Dr Allen Nugent

Q&A with Dr Allen Nugent, an alumnus of UNSW’s Graduate School of Biomedical Engineering and Executive Editor at Biomedical Authoring Services.

What are your memories of studying here at the School?

One distinct memory that I have is the departure of David Russell. He was our workshop technician/toolmaker, who had to retire after a stroke. He was not only a pleasure to work with, but his knowledge and skills made the School almost self-sufficient in designing and building experimental rigs. And he even helped me modify engine parts for my sports car! Some of my best memories of the School are of seeing the faces of my students light up when I succeeded in passing on a difficult concept or a passion for an endeavour. I also particularly remember my own elation when I made a major technical or conceptual breakthrough in my research.

What biomed-type contributions to the world are you most proud of?

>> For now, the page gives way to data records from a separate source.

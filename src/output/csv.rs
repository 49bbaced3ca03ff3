//! CSV export
//!
//! Columns are the sorted union of keys across all records, so records with
//! different derived fields share one header.

use crate::listing::NormalizedRecord;
use crate::output::{into_utf8, record_maps, render_value, sorted_columns, ExportError};

/// Renders records as CSV with a header row
pub fn format_csv(records: &[NormalizedRecord]) -> Result<String, ExportError> {
    let rows = record_maps(records);
    let columns = sorted_columns(&rows);

    let mut writer = ::csv::Writer::from_writer(Vec::new());
    if !columns.is_empty() {
        writer.write_record(&columns)?;
    }

    for row in &rows {
        let cells = columns
            .iter()
            .map(|column| row.get(column).map(render_value).unwrap_or_default());
        writer.write_record(cells)?;
    }

    let bytes = writer
        .into_inner()
        .map_err(|e| ExportError::Io(e.into_error()))?;
    into_utf8(bytes)
}
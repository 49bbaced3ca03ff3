use crate::listing::NormalizedRecord;
use crate::output::ExportError;

/// Renders records as a pretty-printed JSON array
///
/// Absent text fields are `null`; absent derived fields are omitted.
pub fn format_json(records: &[NormalizedRecord]) -> Result<String, ExportError> {
    Ok(serde_json::to_string_pretty(records)?)
}
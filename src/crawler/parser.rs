//! Search-results page parser
//!
//! This module handles parsing a search-results page to extract:
//! - Links to listing detail pages (absolute URLs, first-seen order, deduplicated)
//! - The link to the next results page, if any

use scraper::{Html, Selector};
use std::collections::HashSet;
use url::Url;

/// Anchors that point at a listing detail page
const LISTING_LINK_SELECTOR: &str =
    r#"a[href*="/angebote/"], a[href*="/offers/"], a[data-item-name="detail-page-link"]"#;

/// "Next page" candidates in priority order; the first match wins
const NEXT_PAGE_SELECTORS: &[&str] = &[
    r#"a[rel="next"]"#,
    r#"a[aria-label*="Next"]"#,
    r#"a[aria-label*="Weiter"]"#,
];

/// Extracted information from one search-results page
#[derive(Debug, Clone, Default, PartialEq)]
pub struct SearchPage {
    /// Detail-page URLs found on the page, resolved against the page URL
    pub listing_urls: Vec<String>,

    /// Resolved link to the next results page
    pub next_page: Option<String>,
}

/// Parses a search-results page
///
/// # Arguments
///
/// * `html` - The page markup
/// * `base_url` - The URL the page was fetched from, used to resolve relative links
///
/// # Example
///
/// ```
/// use autoscout_scraper::crawler::parse_search_page;
/// use url::Url;
///
/// let html = r#"<a href="/offers/bmw-x5-1">X5</a><a rel="next" href="?page=2">Next</a>"#;
/// let base = Url::parse("https://www.autoscout24.com/lst/bmw").unwrap();
/// let page = parse_search_page(html, &base);
/// assert_eq!(page.listing_urls, vec!["https://www.autoscout24.com/offers/bmw-x5-1"]);
/// assert_eq!(page.next_page.as_deref(), Some("https://www.autoscout24.com/lst/bmw?page=2"));
/// ```
pub fn parse_search_page(html: &str, base_url: &Url) -> SearchPage {
    let document = Html::parse_document(html);

    let listing_urls = extract_listing_links(&document, base_url);
    let next_page = extract_next_page(&document, base_url);

    tracing::debug!(
        "Parsed search page {}: {} listing URLs, next page: {}",
        base_url,
        listing_urls.len(),
        if next_page.is_some() { "yes" } else { "no" }
    );

    SearchPage {
        listing_urls,
        next_page,
    }
}

/// Extracts detail-page links in document order, skipping exact duplicates
fn extract_listing_links(document: &Html, base_url: &Url) -> Vec<String> {
    let mut links: Vec<String> = Vec::new();
    let mut seen: HashSet<String> = HashSet::new();

    if let Ok(selector) = Selector::parse(LISTING_LINK_SELECTOR) {
        for element in document.select(&selector) {
            if let Some(href) = element.value().attr("href") {
                if let Some(absolute_url) = resolve_link(href, base_url) {
                    if seen.insert(absolute_url.clone()) {
                        links.push(absolute_url);
                    }
                }
            }
        }
    }

    links
}

/// Tries each next-page candidate in order and resolves the first match
fn extract_next_page(document: &Html, base_url: &Url) -> Option<String> {
    NEXT_PAGE_SELECTORS
        .iter()
        .filter_map(|s| Selector::parse(s).ok())
        .find_map(|selector| document.select(&selector).next())
        .and_then(|element| element.value().attr("href"))
        .and_then(|href| resolve_link(href, base_url))
}

/// Resolves a link href to an absolute URL and validates it
///
/// Returns None if the link should be excluded:
/// - javascript:, mailto:, tel: schemes
/// - data: URIs
/// - Fragment-only links
/// - Non-HTTP(S) URLs after resolution
pub fn resolve_link(href: &str, base_url: &Url) -> Option<String> {
    let href = href.trim();

    if href.is_empty() || href.starts_with('#') {
        return None;
    }

    if href.starts_with("javascript:")
        || href.starts_with("mailto:")
        || href.starts_with("tel:")
        || href.starts_with("data:")
    {
        return None;
    }

    match base_url.join(href) {
        Ok(absolute_url) => {
            if absolute_url.scheme() == "http" || absolute_url.scheme() == "https" {
                Some(absolute_url.to_string())
            } else {
                None
            }
        }
        Err(_) => None,
    }
}

#[cfg(test)]
mod tests {
    use super::*;

    fn base_url() -> Url {
        Url::parse("https://www.autoscout24.com/lst/bmw?page=1").unwrap()
    }

    #[test]
    fn test_extract_relative_detail_links() {
        let html = r#"<html><body>
            <a href="/offers/bmw-x5-1">X5</a>
            <a href="/angebote/bmw-x3-2">X3</a>
            <a href="/about">About</a>
        </body></html>"#;
        let page = parse_search_page(html, &base_url());
        assert_eq!(
            page.listing_urls,
            vec![
                "https://www.autoscout24.com/offers/bmw-x5-1".to_string(),
                "https://www.autoscout24.com/angebote/bmw-x3-2".to_string(),
            ]
        );
    }

    #[test]
    fn test_data_item_name_anchor_is_a_listing() {
        let html = r#"<a data-item-name="detail-page-link" href="/cars/123">Car</a>"#;
        let page = parse_search_page(html, &base_url());
        assert_eq!(
            page.listing_urls,
            vec!["https://www.autoscout24.com/cars/123".to_string()]
        );
    }

    #[test]
    fn test_duplicate_links_are_skipped() {
        let html = r#"
            <a href="/offers/a-1"><img src="a.jpg"></a>
            <a href="/offers/a-1">Title</a>
            <a href="https://www.autoscout24.com/offers/a-1">Absolute</a>
            <a href="/offers/b-2">B</a>
        "#;
        let page = parse_search_page(html, &base_url());
        assert_eq!(page.listing_urls.len(), 2);
        assert_eq!(page.listing_urls[1], "https://www.autoscout24.com/offers/b-2");
    }

    #[test]
    fn test_no_next_page() {
        let html = r#"<a href="/offers/a-1">A</a>"#;
        let page = parse_search_page(html, &base_url());
        assert_eq!(page.next_page, None);
    }

    #[test]
    fn test_next_page_rel_next_wins() {
        let html = r#"
            <a aria-label="Next page" href="/lst/bmw?page=9">Next</a>
            <a rel="next" href="/lst/bmw?page=2">2</a>
        "#;
        let page = parse_search_page(html, &base_url());
        assert_eq!(
            page.next_page.as_deref(),
            Some("https://www.autoscout24.com/lst/bmw?page=2")
        );
    }

    #[test]
    fn test_next_page_german_label() {
        let html = r#"<a aria-label="Weiter zur Seite 2" href="?page=2">Weiter</a>"#;
        let page = parse_search_page(html, &base_url());
        assert_eq!(
            page.next_page.as_deref(),
            Some("https://www.autoscout24.com/lst/bmw?page=2")
        );
    }

    #[test]
    fn test_resolve_link_exclusions() {
        let base = base_url();
        assert_eq!(resolve_link("javascript:void(0)", &base), None);
        assert_eq!(resolve_link("mailto:dealer@example.com", &base), None);
        assert_eq!(resolve_link("tel:+49123", &base), None);
        assert_eq!(resolve_link("#top", &base), None);
        assert_eq!(resolve_link("   ", &base), None);
        assert_eq!(
            resolve_link("../offers/x-1", &base).as_deref(),
            Some("https://www.autoscout24.com/offers/x-1")
        );
    }
}
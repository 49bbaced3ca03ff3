use serde::Serialize;
use std::collections::BTreeMap;

/// One extracted value before normalization
#[derive(Debug, Clone, PartialEq, Eq)]
pub enum RawValue {
    /// Single-valued field; `None` when no rule matched
    Text(Option<String>),
    /// Multi-valued field in document order
    List(Vec<String>),
}

/// Field name to raw value, as produced by a field extractor for one page
///
/// Always carries `url`. Lives only for the duration of one fetch task.
#[derive(Debug, Clone, Default, PartialEq, Eq)]
pub struct RawRecord {
    fields: BTreeMap<String, RawValue>,
}

impl RawRecord {
    /// Creates a record holding only the page URL
    pub fn new(url: &str) -> Self {
        let mut record = Self::default();
        record.set_text("url", Some(url.to_string()));
        record
    }

    pub fn set_text(&mut self, field: &str, value: Option<String>) {
        self.fields.insert(field.to_string(), RawValue::Text(value));
    }

    pub fn set_list(&mut self, field: &str, values: Vec<String>) {
        self.fields.insert(field.to_string(), RawValue::List(values));
    }

    pub fn get(&self, field: &str) -> Option<&RawValue> {
        self.fields.get(field)
    }

    /// Returns the text of a single-valued field, if present
    pub fn text(&self, field: &str) -> Option<&str> {
        match self.fields.get(field) {
            Some(RawValue::Text(Some(value))) => Some(value.as_str()),
            _ => None,
        }
    }

    /// Field names in sorted order
    pub fn field_names(&self) -> impl Iterator<Item = &str> {
        self.fields.keys().map(String::as_str)
    }
}

/// A listing after normalization
///
/// Text fields are whitespace-collapsed and trimmed, or `None`; they are
/// serialized as `null` when absent. Derived numeric fields are only present
/// when they could be parsed and are omitted from the serialized form
/// otherwise.
#[derive(Debug, Clone, Default, PartialEq, Eq, Serialize)]
#[serde(rename_all = "camelCase")]
pub struct NormalizedRecord {
    pub title: Option<String>,
    pub url: Option<String>,
    pub mark: Option<String>,
    pub model: Option<String>,
    pub model_version: Option<String>,
    pub location: Option<String>,
    pub dealer_name: Option<String>,
    pub dealer_ratings: Option<String>,
    pub price: Option<String>,
    #[serde(skip_serializing_if = "Option::is_none")]
    pub raw_price: Option<u64>,
    #[serde(skip_serializing_if = "Option::is_none")]
    pub currency: Option<String>,
    pub milage: Option<String>,
    #[serde(skip_serializing_if = "Option::is_none")]
    pub mileage_km: Option<u64>,
    pub gearbox: Option<String>,
    pub first_registration: Option<String>,
    pub fuel_type: Option<String>,
    pub power: Option<String>,
    #[serde(rename = "powerKW", skip_serializing_if = "Option::is_none")]
    pub power_kw: Option<u64>,
    #[serde(rename = "powerHP", skip_serializing_if = "Option::is_none")]
    pub power_hp: Option<u64>,
    pub seller: Option<String>,
    pub contact_name: Option<String>,
    pub contact_phone: Option<String>,
    pub body_type: Option<String>,
    pub drivetrain: Option<String>,
    pub seats: Option<String>,
    #[serde(skip_serializing_if = "Option::is_none")]
    pub seats_num: Option<u64>,
    pub engine_size: Option<String>,
    #[serde(rename = "engineSizeCC", skip_serializing_if = "Option::is_none")]
    pub engine_size_cc: Option<u64>,
    pub gears: Option<String>,
    #[serde(skip_serializing_if = "Option::is_none")]
    pub gears_num: Option<u64>,
    pub emission_class: Option<String>,
    pub comfort: Vec<String>,
    pub media: Vec<String>,
    pub safety: Vec<String>,
    pub extras: Vec<String>,
    pub colour: Option<String>,
    pub manufacturer_colour: Option<String>,
    pub production_date: Option<String>,
    pub images: Vec<String>,
}

impl NormalizedRecord {
    /// The record as a JSON object, keys in declaration order
    pub fn to_json_map(&self) -> serde_json::Map<String, serde_json::Value> {
        match serde_json::to_value(self) {
            Ok(serde_json::Value::Object(map)) => map,
            // A struct of strings, integers and string lists always maps to an object
            _ => serde_json::Map::new(),
        }
    }
}
//! HTTP fetcher implementation
//!
//! This module handles all HTTP requests for the scraper, including:
//! - Building HTTP clients with the configured user agent and timeout
//! - One pre-built client per proxy endpoint so connections are reused
//! - Single-attempt GET requests (no retries at this layer)
//! - Error classification into a recoverable [`FetchError`]

use crate::crawler::proxy::ProxyRotator;
use reqwest::{Client, Proxy};
use std::collections::HashMap;
use std::sync::Arc;
use std::time::Duration;
use thiserror::Error;

/// Why a single fetch failed
#[derive(Debug, Clone, PartialEq, Eq, Error)]
pub enum FetchErrorKind {
    #[error("request timed out")]
    Timeout,

    #[error("connection failed: {0}")]
    Connect(String),

    #[error("HTTP {0}")]
    Status(u16),

    #[error("failed to read body: {0}")]
    Body(String),

    #[error("{0}")]
    Request(String),
}

/// A per-URL transport failure
///
/// Always recoverable: callers log it and skip the URL.
#[derive(Debug, Clone, Error)]
#[error("Failed to fetch {url}: {kind}")]
pub struct FetchError {
    pub url: String,
    pub kind: FetchErrorKind,
}

impl FetchError {
    fn new(url: &str, kind: FetchErrorKind) -> Self {
        Self {
            url: url.to_string(),
            kind,
        }
    }

    fn from_reqwest(url: &str, error: reqwest::Error) -> Self {
        let kind = if error.is_timeout() {
            FetchErrorKind::Timeout
        } else if error.is_connect() {
            FetchErrorKind::Connect(error.to_string())
        } else {
            FetchErrorKind::Request(error.to_string())
        };
        Self::new(url, kind)
    }
}

/// Builds an HTTP client with proper configuration
///
/// # Arguments
///
/// * `user_agent` - The user agent sent with every request
/// * `timeout` - Overall request timeout
/// * `proxy` - Proxy endpoint, or `None` for a direct connection
///
/// # Returns
///
/// * `Ok(Client)` - Successfully built HTTP client
/// * `Err(reqwest::Error)` - Failed to build client (e.g. malformed proxy)
///
/// # Example
///
/// ```no_run
/// use autoscout_scraper::crawler::build_http_client;
/// use std::time::Duration;
///
/// let client = build_http_client("Mozilla/5.0", Duration::from_secs(15), None).unwrap();
/// ```
pub fn build_http_client(
    user_agent: &str,
    timeout: Duration,
    proxy: Option<&str>,
) -> Result<Client, reqwest::Error> {
    let builder = Client::builder()
        .user_agent(user_agent)
        .timeout(timeout)
        .connect_timeout(timeout)
        .gzip(true)
        .brotli(true);

    let builder = match proxy {
        Some(endpoint) => builder.proxy(Proxy::all(endpoint)?),
        None => builder.no_proxy(),
    };

    builder.build()
}

/// Performs single GET requests through the shared proxy rotator
pub struct PageFetcher {
    direct: Client,
    proxied: HashMap<String, Client>,
    rotator: Arc<ProxyRotator>,
}

impl PageFetcher {
    /// Creates a fetcher with one client per distinct proxy endpoint
    ///
    /// # Returns
    ///
    /// * `Ok(PageFetcher)` - All clients built
    /// * `Err(reqwest::Error)` - A client could not be built
    pub fn new(
        user_agent: &str,
        timeout: Duration,
        rotator: Arc<ProxyRotator>,
    ) -> Result<Self, reqwest::Error> {
        let direct = build_http_client(user_agent, timeout, None)?;

        let mut proxied = HashMap::new();
        for endpoint in rotator.endpoints() {
            if !proxied.contains_key(endpoint) {
                let client = build_http_client(user_agent, timeout, Some(endpoint))?;
                proxied.insert(endpoint.clone(), client);
            }
        }

        Ok(Self {
            direct,
            proxied,
            rotator,
        })
    }

    /// Fetches a URL through the next proxy from the rotator
    pub async fn fetch_next(&self, url: &str) -> Result<String, FetchError> {
        let proxy = self.rotator.next();
        self.fetch(url, proxy).await
    }

    /// Fetches a URL with a single GET request
    ///
    /// # Request Flow
    ///
    /// | Condition | Result |
    /// |-----------|--------|
    /// | 2xx with readable body | `Ok(body)` |
    /// | Non-2xx status | `FetchErrorKind::Status` |
    /// | Timeout | `FetchErrorKind::Timeout` |
    /// | Connection refused / TLS | `FetchErrorKind::Connect` |
    /// | Body read failure | `FetchErrorKind::Body` |
    ///
    /// # Arguments
    ///
    /// * `url` - The URL to fetch
    /// * `proxy` - Proxy endpoint from the rotator, `None` for direct
    pub async fn fetch(&self, url: &str, proxy: Option<&str>) -> Result<String, FetchError> {
        let client = match proxy {
            Some(endpoint) => self.proxied.get(endpoint).ok_or_else(|| {
                FetchError::new(
                    url,
                    FetchErrorKind::Request(format!("no client configured for proxy {}", endpoint)),
                )
            })?,
            None => &self.direct,
        };

        tracing::trace!("GET {} via {}", url, proxy.unwrap_or("direct"));

        let response = client
            .get(url)
            .send()
            .await
            .map_err(|e| FetchError::from_reqwest(url, e))?;

        let status = response.status();
        if !status.is_success() {
            return Err(FetchError::new(url, FetchErrorKind::Status(status.as_u16())));
        }

        response.text().await.map_err(|e| {
            if e.is_timeout() {
                FetchError::new(url, FetchErrorKind::Timeout)
            } else {
                FetchError::new(url, FetchErrorKind::Body(e.to_string()))
            }
        })
    }
}

#[cfg(test)]
mod tests {
    use super::*;
    use wiremock::matchers::{header, method, path};
    use wiremock::{Mock, MockServer, ResponseTemplate};

    const UA: &str = "TestAgent/1.0";

    fn direct_fetcher(timeout: Duration) -> PageFetcher {
        let rotator = Arc::new(ProxyRotator::configure(&[], &[]));
        PageFetcher::new(UA, timeout, rotator).unwrap()
    }

    #[test]
    fn test_build_http_client() {
        assert!(build_http_client(UA, Duration::from_secs(5), None).is_ok());
        assert!(build_http_client(UA, Duration::from_secs(5), Some("http://127.0.0.1:3128")).is_ok());
    }

    #[test]
    fn test_fetcher_builds_client_per_proxy() {
        let rotator = Arc::new(ProxyRotator::configure(
            &["http://127.0.0.1:3128".to_string(), "http://127.0.0.1:3128".to_string()],
            &[],
        ));
        let fetcher = PageFetcher::new(UA, Duration::from_secs(5), rotator).unwrap();
        assert_eq!(fetcher.proxied.len(), 1);
    }

    #[tokio::test]
    async fn test_fetch_success_sends_user_agent() {
        let server = MockServer::start().await;
        Mock::given(method("GET"))
            .and(path("/offers/1"))
            .and(header("user-agent", UA))
            .respond_with(ResponseTemplate::new(200).set_body_string("<html>ok</html>"))
            .expect(1)
            .mount(&server)
            .await;

        let fetcher = direct_fetcher(Duration::from_secs(5));
        let body = fetcher
            .fetch(&format!("{}/offers/1", server.uri()), None)
            .await
            .unwrap();
        assert_eq!(body, "<html>ok</html>");
    }

    #[tokio::test]
    async fn test_fetch_non_success_status() {
        let server = MockServer::start().await;
        Mock::given(method("GET"))
            .respond_with(ResponseTemplate::new(404))
            .mount(&server)
            .await;

        let fetcher = direct_fetcher(Duration::from_secs(5));
        let url = format!("{}/offers/missing", server.uri());
        let err = fetcher.fetch(&url, None).await.unwrap_err();
        assert_eq!(err.kind, FetchErrorKind::Status(404));
        assert_eq!(err.url, url);
    }

    #[tokio::test]
    async fn test_fetch_timeout() {
        let server = MockServer::start().await;
        Mock::given(method("GET"))
            .respond_with(ResponseTemplate::new(200).set_delay(Duration::from_secs(3)))
            .mount(&server)
            .await;

        let fetcher = direct_fetcher(Duration::from_millis(200));
        let err = fetcher
            .fetch(&format!("{}/slow", server.uri()), None)
            .await
            .unwrap_err();
        assert_eq!(err.kind, FetchErrorKind::Timeout);
    }

    #[tokio::test]
    async fn test_fetch_connection_refused() {
        let fetcher = direct_fetcher(Duration::from_secs(2));
        let err = fetcher.fetch("http://127.0.0.1:1/offers/x", None).await;
        assert!(err.is_err());
    }

    #[tokio::test]
    async fn test_fetch_unknown_proxy_is_error() {
        let fetcher = direct_fetcher(Duration::from_secs(2));
        let err = fetcher
            .fetch("http://127.0.0.1:1/", Some("http://not-configured:1"))
            .await
            .unwrap_err();
        assert!(matches!(err.kind, FetchErrorKind::Request(_)));
    }
}
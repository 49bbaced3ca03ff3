//! Configuration module for Autoscout-Scraper
//!
//! This module handles loading, merging, and validating TOML configuration files.
//!
//! # Example
//!
//! ```no_run
//! use autoscout_scraper::config::load_config;
//! use std::path::Path;
//!
//! let config = load_config(Path::new("config.toml")).unwrap();
//! println!("Will collect at most {} listings", config.scraper.max_records);
//! ```

mod parser;
mod types;
mod validation;

// Re-export types
pub use types::{
    Config, OutputConfig, ProxySetting, ScraperConfig, DEFAULT_MAX_RECORDS,
    DEFAULT_PARALLEL_REQUESTS, DEFAULT_TIMEOUT_SECONDS, DEFAULT_USER_AGENT,
};

// Re-export parser functions
pub use parser::{
    compute_config_hash, load_config, load_config_with_overlay,
    merge_values, parse_config, parse_config_with_overlay, resolve_start_urls,
};
pub use validation::{request_timeout, validate, validate_start_url};
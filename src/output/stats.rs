//! Crawl statistics
//!
//! Counters gathered by the orchestrator during one run, and a plain-text
//! rendering of them.

use std::time::Duration;

/// Counters for one crawl run
#[derive(Debug, Clone, Default, PartialEq, Eq)]
pub struct CrawlStatistics {
    /// Non-blank seed URLs processed
    pub seeds: usize,

    /// Listing URLs dispatched after deduplication and truncation
    pub listing_urls: usize,

    /// Records collected
    pub records: usize,

    /// Listing pages that could not be fetched
    pub fetch_failures: usize,

    /// Listing pages whose markup could not be turned into a record
    pub extraction_failures: usize,

    /// Tasks that panicked or were cancelled
    pub task_faults: usize,

    /// Wall-clock time of the run
    pub elapsed: Duration,
}

impl CrawlStatistics {
    /// Tasks that did not produce a record
    pub fn skipped(&self) -> usize {
        self.fetch_failures + self.extraction_failures + self.task_faults
    }

    /// Share of dispatched URLs that produced a record, in percent
    pub fn success_rate(&self) -> f64 {
        if self.listing_urls == 0 {
            0.0
        } else {
            (self.records as f64 / self.listing_urls as f64) * 100.0
        }
    }
}

/// Prints statistics to stdout in a formatted manner
pub fn print_statistics(stats: &CrawlStatistics) {
    println!("=== Crawl Statistics ===\n");

    println!("Overview:");
    println!("  Seed URLs: {}", stats.seeds);
    println!("  Listing URLs dispatched: {}", stats.listing_urls);
    println!("  Records collected: {}", stats.records);
    println!("  Elapsed: {:.2}s", stats.elapsed.as_secs_f64());
    println!();

    if stats.skipped() > 0 {
        println!("Skipped:");
        println!("  Fetch failures: {}", stats.fetch_failures);
        println!("  Extraction failures: {}", stats.extraction_failures);
        println!("  Task faults: {}", stats.task_faults);
        println!();
    }

    println!(
        "Success Rate: {:.1}% ({} / {} listings)",
        stats.success_rate(),
        stats.records,
        stats.listing_urls
    );
}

There are a couple of biomedical contributions that I’ve made which I am quite proud of. I believe I was the first to map the time-varying, 3D flow field in an artificial heart in high detail, and to render animated visualisations of the actual data. I also developed a practical method for ray tracing across curvilinear boundaries. This simplified the job of managing refraction in model flow studies based on optical measurement technologies.

In terms of your career, what would advise would you give your younger self?

One piece of advice that I would give my younger self is to choose a doctoral research topic that would help to establish a career in industry. I would have liked to pick a topic that would lead to intellectual property and industry connections, rather than one of a purely experimental/theoretical nature.

What are your biggest hopes and dreams for the future of Biomedical Engineering?

I hope to see big advances in the augmentation of tissues and organs by devices. I’d also like to see the development of treatments that encourage autogenous repair and reduce our reliance on mechanical substitution.